> [RECORDS PROVIDED]:

++++++++++++++++++++

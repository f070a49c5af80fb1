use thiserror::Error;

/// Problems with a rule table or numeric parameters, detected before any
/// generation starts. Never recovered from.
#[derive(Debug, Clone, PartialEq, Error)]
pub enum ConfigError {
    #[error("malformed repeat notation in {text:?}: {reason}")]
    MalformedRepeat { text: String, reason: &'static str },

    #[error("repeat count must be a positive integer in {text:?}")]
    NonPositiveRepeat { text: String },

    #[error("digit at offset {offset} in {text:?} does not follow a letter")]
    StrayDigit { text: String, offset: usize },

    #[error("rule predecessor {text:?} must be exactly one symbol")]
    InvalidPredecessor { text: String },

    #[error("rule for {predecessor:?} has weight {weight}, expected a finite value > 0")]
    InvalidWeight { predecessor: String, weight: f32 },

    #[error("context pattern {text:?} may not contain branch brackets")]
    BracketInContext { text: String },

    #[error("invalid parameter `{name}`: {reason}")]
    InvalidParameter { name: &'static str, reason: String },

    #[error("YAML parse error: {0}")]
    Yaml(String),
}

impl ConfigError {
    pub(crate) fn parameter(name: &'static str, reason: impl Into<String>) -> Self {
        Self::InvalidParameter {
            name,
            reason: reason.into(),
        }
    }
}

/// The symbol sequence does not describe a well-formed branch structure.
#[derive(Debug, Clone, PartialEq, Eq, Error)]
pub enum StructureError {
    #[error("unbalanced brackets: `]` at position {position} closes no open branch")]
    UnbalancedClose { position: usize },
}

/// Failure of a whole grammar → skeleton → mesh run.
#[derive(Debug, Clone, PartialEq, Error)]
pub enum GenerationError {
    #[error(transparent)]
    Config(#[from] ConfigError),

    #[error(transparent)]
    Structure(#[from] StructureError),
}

++++++++++++++++++++

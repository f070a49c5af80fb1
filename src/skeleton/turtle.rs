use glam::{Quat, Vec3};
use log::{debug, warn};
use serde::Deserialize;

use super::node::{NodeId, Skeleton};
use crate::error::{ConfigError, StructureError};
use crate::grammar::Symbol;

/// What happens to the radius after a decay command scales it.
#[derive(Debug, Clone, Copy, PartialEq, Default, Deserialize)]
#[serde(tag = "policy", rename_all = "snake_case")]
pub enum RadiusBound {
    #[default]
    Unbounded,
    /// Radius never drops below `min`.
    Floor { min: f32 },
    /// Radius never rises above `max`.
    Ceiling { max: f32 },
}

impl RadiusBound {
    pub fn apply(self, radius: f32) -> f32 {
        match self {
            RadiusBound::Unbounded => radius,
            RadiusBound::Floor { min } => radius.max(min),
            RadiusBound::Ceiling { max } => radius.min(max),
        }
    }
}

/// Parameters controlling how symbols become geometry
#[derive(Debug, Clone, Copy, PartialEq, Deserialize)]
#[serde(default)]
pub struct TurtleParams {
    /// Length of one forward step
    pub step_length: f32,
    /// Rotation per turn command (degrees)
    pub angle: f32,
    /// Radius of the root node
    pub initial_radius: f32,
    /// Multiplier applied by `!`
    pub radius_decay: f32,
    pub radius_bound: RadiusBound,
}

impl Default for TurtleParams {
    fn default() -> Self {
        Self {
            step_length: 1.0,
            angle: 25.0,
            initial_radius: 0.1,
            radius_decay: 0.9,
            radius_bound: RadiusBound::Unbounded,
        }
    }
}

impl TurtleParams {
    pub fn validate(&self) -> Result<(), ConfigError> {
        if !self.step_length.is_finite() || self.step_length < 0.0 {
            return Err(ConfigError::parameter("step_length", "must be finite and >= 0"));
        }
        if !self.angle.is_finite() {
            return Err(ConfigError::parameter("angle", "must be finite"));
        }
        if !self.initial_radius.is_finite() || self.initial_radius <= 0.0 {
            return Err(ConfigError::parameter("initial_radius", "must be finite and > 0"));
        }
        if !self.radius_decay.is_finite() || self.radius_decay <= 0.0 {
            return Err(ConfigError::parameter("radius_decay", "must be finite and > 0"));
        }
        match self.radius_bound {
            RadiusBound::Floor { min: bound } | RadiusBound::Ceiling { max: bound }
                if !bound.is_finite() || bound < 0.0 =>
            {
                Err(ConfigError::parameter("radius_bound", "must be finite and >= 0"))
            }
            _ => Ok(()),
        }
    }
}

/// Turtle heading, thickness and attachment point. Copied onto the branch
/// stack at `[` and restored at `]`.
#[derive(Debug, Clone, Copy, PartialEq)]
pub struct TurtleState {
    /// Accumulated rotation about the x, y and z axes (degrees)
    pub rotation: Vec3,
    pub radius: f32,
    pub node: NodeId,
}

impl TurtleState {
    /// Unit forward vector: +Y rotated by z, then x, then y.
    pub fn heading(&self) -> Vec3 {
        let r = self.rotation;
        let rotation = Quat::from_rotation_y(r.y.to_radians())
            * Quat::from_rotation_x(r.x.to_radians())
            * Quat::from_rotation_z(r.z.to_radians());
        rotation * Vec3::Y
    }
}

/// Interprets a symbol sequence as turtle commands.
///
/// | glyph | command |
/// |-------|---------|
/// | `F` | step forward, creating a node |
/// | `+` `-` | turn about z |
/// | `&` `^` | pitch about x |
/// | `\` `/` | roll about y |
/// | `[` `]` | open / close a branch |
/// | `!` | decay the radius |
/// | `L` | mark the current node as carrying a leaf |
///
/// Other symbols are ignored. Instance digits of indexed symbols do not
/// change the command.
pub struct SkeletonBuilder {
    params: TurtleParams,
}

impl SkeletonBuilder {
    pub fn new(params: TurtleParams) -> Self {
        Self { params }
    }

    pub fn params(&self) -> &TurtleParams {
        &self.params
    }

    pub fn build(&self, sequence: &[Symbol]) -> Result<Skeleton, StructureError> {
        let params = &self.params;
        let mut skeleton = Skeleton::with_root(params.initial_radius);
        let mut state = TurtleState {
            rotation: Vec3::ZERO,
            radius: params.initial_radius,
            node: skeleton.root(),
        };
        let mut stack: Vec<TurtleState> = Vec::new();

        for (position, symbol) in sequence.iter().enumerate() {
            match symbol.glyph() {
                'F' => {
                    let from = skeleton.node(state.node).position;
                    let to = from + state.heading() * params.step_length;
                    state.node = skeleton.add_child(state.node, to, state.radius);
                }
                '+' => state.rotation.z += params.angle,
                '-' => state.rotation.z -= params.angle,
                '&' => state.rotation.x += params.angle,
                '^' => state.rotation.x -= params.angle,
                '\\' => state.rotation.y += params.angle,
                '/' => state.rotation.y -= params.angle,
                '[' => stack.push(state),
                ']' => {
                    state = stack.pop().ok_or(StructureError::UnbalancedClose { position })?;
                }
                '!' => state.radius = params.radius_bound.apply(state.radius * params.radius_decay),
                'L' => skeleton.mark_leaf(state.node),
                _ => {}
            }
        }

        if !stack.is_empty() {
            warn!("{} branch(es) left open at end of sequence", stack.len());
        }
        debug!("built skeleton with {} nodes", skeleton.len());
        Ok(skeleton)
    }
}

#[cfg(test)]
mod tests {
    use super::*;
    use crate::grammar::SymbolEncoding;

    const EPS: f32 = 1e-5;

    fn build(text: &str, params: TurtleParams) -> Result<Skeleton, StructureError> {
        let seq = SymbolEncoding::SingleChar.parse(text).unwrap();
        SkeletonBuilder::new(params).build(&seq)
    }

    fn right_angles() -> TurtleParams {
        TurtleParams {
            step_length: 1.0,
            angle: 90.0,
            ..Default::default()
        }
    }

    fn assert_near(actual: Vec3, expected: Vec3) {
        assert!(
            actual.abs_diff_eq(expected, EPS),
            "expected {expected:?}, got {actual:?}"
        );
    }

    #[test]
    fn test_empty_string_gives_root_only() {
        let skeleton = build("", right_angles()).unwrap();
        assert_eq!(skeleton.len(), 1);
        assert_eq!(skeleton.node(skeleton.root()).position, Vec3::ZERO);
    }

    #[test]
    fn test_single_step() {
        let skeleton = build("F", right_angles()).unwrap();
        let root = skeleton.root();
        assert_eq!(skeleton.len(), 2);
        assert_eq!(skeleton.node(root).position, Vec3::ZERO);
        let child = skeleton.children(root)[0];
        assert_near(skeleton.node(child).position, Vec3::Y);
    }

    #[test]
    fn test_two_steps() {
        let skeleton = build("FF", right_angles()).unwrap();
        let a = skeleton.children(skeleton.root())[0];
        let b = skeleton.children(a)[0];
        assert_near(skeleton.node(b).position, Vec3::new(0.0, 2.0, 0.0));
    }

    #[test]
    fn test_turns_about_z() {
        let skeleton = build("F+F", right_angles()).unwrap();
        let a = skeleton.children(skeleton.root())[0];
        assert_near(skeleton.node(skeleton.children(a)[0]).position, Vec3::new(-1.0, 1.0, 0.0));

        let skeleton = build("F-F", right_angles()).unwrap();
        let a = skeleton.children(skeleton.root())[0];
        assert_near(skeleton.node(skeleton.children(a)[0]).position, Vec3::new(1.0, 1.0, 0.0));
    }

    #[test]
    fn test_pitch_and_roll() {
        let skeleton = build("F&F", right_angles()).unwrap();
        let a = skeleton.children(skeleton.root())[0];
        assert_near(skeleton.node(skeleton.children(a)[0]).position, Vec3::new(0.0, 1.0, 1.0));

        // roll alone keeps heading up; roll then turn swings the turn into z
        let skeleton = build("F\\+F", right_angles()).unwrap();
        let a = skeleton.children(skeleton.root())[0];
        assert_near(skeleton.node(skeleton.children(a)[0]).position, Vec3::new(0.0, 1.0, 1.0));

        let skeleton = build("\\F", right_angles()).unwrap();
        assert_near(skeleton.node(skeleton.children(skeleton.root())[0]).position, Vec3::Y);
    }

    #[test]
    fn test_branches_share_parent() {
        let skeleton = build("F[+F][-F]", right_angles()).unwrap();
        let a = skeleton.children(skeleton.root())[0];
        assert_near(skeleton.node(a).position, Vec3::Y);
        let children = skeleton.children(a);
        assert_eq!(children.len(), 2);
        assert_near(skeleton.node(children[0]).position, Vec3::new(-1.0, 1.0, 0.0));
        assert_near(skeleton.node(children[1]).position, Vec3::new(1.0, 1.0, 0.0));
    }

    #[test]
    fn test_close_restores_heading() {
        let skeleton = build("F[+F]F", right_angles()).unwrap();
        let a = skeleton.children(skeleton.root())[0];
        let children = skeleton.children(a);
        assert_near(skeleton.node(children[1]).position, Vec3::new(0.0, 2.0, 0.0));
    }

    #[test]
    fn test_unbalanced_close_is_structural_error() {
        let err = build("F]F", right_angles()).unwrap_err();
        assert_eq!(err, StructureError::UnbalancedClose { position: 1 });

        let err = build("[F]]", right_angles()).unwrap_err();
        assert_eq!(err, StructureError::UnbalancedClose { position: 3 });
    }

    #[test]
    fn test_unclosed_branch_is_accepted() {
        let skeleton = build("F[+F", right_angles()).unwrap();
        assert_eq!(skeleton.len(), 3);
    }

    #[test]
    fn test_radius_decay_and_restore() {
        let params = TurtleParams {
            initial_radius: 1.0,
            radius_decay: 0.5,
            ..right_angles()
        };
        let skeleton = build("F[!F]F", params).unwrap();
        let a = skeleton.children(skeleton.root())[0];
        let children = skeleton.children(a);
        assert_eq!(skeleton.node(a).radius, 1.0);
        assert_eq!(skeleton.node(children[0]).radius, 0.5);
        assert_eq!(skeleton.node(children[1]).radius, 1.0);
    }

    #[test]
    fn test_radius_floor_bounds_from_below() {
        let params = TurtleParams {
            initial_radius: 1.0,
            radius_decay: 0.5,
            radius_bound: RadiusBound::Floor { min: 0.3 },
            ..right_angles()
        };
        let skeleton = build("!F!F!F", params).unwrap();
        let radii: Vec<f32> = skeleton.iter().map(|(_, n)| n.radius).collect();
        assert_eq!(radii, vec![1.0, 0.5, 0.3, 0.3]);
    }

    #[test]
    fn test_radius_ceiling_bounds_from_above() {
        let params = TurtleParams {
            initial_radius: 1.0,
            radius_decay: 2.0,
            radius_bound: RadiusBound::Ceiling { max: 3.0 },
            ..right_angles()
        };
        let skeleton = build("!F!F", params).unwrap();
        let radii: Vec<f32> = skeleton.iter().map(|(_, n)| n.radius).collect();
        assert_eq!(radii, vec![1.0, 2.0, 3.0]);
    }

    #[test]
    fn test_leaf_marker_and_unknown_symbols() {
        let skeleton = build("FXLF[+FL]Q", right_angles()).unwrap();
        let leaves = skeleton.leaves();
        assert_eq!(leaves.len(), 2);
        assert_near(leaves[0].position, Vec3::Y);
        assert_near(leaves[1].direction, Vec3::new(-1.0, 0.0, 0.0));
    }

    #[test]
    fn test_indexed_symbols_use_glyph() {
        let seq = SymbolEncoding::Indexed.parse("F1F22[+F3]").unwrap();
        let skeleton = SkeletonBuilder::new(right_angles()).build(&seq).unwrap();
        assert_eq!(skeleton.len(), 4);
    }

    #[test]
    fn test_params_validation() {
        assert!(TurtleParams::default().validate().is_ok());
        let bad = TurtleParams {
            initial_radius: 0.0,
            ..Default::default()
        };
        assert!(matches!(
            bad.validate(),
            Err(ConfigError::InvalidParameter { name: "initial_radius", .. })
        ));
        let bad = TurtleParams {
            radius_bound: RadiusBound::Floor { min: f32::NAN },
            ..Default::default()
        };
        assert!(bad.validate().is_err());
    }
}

++++++++++++++++++++

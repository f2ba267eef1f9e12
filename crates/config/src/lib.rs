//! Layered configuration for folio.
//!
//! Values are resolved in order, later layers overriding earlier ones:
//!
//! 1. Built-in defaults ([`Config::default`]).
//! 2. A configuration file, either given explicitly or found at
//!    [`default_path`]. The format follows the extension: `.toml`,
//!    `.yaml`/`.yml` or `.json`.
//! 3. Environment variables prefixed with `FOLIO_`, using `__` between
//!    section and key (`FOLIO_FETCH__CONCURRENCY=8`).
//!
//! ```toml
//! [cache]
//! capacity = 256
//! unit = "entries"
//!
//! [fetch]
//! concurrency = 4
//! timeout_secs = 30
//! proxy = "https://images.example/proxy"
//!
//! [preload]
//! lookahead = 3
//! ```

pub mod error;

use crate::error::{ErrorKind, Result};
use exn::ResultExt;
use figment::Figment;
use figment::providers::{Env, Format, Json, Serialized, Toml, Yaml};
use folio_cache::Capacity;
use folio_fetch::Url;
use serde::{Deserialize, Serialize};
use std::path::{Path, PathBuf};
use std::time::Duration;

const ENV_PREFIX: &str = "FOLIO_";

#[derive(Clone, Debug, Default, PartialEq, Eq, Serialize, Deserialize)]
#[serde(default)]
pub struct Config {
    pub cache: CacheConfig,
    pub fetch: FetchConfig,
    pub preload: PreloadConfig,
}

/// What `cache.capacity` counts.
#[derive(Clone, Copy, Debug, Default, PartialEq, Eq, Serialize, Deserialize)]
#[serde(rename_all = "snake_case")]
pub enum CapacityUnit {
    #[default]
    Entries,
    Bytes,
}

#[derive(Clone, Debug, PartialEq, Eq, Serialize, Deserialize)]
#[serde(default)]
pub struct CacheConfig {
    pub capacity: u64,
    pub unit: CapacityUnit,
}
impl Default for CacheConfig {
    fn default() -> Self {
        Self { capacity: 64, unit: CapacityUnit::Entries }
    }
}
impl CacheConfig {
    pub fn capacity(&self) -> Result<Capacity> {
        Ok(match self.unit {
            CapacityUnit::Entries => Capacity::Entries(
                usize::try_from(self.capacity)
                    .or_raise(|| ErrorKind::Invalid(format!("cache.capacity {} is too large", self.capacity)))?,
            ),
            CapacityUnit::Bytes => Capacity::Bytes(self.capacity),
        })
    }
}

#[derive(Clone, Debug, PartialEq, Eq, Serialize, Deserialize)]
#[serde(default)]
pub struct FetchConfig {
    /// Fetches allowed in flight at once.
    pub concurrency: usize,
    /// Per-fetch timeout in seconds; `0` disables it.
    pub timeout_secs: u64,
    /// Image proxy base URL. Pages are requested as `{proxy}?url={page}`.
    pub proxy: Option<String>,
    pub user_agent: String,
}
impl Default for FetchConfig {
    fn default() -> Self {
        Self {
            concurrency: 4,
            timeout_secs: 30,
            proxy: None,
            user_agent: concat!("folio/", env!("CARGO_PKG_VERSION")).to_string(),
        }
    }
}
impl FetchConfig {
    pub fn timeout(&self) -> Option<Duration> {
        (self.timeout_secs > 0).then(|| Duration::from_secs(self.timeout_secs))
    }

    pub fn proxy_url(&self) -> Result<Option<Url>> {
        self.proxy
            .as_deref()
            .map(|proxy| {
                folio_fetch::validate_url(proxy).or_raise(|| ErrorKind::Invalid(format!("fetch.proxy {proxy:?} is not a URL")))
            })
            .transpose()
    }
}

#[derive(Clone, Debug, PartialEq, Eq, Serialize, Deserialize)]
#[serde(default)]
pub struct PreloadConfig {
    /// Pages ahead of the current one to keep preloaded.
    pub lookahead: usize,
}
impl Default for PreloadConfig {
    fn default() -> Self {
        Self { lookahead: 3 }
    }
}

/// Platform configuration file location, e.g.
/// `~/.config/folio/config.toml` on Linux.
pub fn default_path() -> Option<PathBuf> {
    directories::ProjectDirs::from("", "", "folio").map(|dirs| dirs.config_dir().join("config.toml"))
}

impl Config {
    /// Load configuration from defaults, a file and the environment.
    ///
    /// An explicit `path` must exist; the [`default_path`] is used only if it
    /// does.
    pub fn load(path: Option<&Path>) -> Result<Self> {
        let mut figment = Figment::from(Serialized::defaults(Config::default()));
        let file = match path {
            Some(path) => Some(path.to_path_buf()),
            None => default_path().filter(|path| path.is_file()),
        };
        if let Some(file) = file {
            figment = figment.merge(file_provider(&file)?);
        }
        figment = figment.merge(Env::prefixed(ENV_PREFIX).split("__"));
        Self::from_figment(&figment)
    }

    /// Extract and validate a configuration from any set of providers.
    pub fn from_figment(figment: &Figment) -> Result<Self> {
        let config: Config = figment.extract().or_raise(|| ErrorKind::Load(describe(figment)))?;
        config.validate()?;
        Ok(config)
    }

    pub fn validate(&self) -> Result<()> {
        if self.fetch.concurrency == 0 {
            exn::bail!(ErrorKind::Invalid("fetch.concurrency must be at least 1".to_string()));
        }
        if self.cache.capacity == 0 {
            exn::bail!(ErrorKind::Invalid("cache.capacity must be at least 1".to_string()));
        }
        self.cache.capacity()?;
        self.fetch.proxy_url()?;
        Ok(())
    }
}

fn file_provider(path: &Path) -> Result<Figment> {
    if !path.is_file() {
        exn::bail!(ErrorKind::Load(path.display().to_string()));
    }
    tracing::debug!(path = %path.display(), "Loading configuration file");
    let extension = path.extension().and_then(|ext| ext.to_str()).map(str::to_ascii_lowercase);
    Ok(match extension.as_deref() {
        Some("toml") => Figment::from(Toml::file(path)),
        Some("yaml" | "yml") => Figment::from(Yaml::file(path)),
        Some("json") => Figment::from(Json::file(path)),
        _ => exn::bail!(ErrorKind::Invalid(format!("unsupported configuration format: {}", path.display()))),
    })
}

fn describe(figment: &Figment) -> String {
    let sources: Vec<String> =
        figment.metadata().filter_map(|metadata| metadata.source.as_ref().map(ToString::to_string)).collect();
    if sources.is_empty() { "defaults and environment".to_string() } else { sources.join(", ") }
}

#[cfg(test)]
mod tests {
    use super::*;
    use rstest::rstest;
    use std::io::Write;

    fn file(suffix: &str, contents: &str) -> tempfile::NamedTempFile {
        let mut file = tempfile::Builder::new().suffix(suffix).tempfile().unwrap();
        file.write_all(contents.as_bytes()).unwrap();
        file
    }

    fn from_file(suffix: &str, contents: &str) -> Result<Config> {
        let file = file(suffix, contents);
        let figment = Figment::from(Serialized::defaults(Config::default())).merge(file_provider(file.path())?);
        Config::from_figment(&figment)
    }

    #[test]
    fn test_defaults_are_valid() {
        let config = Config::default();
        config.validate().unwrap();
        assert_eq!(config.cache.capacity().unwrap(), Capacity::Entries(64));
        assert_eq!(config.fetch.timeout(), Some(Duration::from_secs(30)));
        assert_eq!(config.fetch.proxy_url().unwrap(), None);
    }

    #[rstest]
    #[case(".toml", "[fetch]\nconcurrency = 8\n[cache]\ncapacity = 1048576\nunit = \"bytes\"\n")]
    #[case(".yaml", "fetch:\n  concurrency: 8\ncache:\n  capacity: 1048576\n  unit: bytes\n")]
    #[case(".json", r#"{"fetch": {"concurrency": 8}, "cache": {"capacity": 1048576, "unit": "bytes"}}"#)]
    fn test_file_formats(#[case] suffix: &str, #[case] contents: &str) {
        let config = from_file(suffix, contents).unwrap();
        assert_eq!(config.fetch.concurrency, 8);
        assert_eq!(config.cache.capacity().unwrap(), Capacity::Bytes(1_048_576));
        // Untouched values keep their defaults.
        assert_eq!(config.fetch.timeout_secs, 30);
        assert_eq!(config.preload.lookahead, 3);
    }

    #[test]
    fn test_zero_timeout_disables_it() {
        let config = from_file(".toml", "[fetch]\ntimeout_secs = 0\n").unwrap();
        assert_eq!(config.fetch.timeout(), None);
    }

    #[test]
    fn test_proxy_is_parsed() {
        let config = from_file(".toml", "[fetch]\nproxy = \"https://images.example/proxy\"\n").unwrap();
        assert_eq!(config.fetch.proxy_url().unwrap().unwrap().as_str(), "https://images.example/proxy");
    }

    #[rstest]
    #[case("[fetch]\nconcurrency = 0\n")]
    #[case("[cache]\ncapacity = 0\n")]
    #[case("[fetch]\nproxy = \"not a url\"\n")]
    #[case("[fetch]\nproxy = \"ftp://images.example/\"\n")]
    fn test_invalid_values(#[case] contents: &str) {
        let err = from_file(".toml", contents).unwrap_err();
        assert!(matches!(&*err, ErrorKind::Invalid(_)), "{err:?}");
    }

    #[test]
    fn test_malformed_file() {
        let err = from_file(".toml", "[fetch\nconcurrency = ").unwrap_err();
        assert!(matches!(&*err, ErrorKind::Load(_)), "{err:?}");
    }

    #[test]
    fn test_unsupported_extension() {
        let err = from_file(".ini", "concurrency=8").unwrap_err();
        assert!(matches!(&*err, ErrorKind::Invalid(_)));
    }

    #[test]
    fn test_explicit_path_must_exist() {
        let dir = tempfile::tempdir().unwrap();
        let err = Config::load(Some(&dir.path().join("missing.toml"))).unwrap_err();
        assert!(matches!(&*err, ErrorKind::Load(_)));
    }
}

++++++++++++++++++++

> [GOAL OF THE EXERCISE]: Every line in the listing that holds "InvalidParameter" belongs in the answer.

> [OUTPUT]:
    InvalidParameter { name: &'static str, reason: String },
        Self::InvalidParameter {
            Err(ConfigError::InvalidParameter { name: "initial_radius", .. })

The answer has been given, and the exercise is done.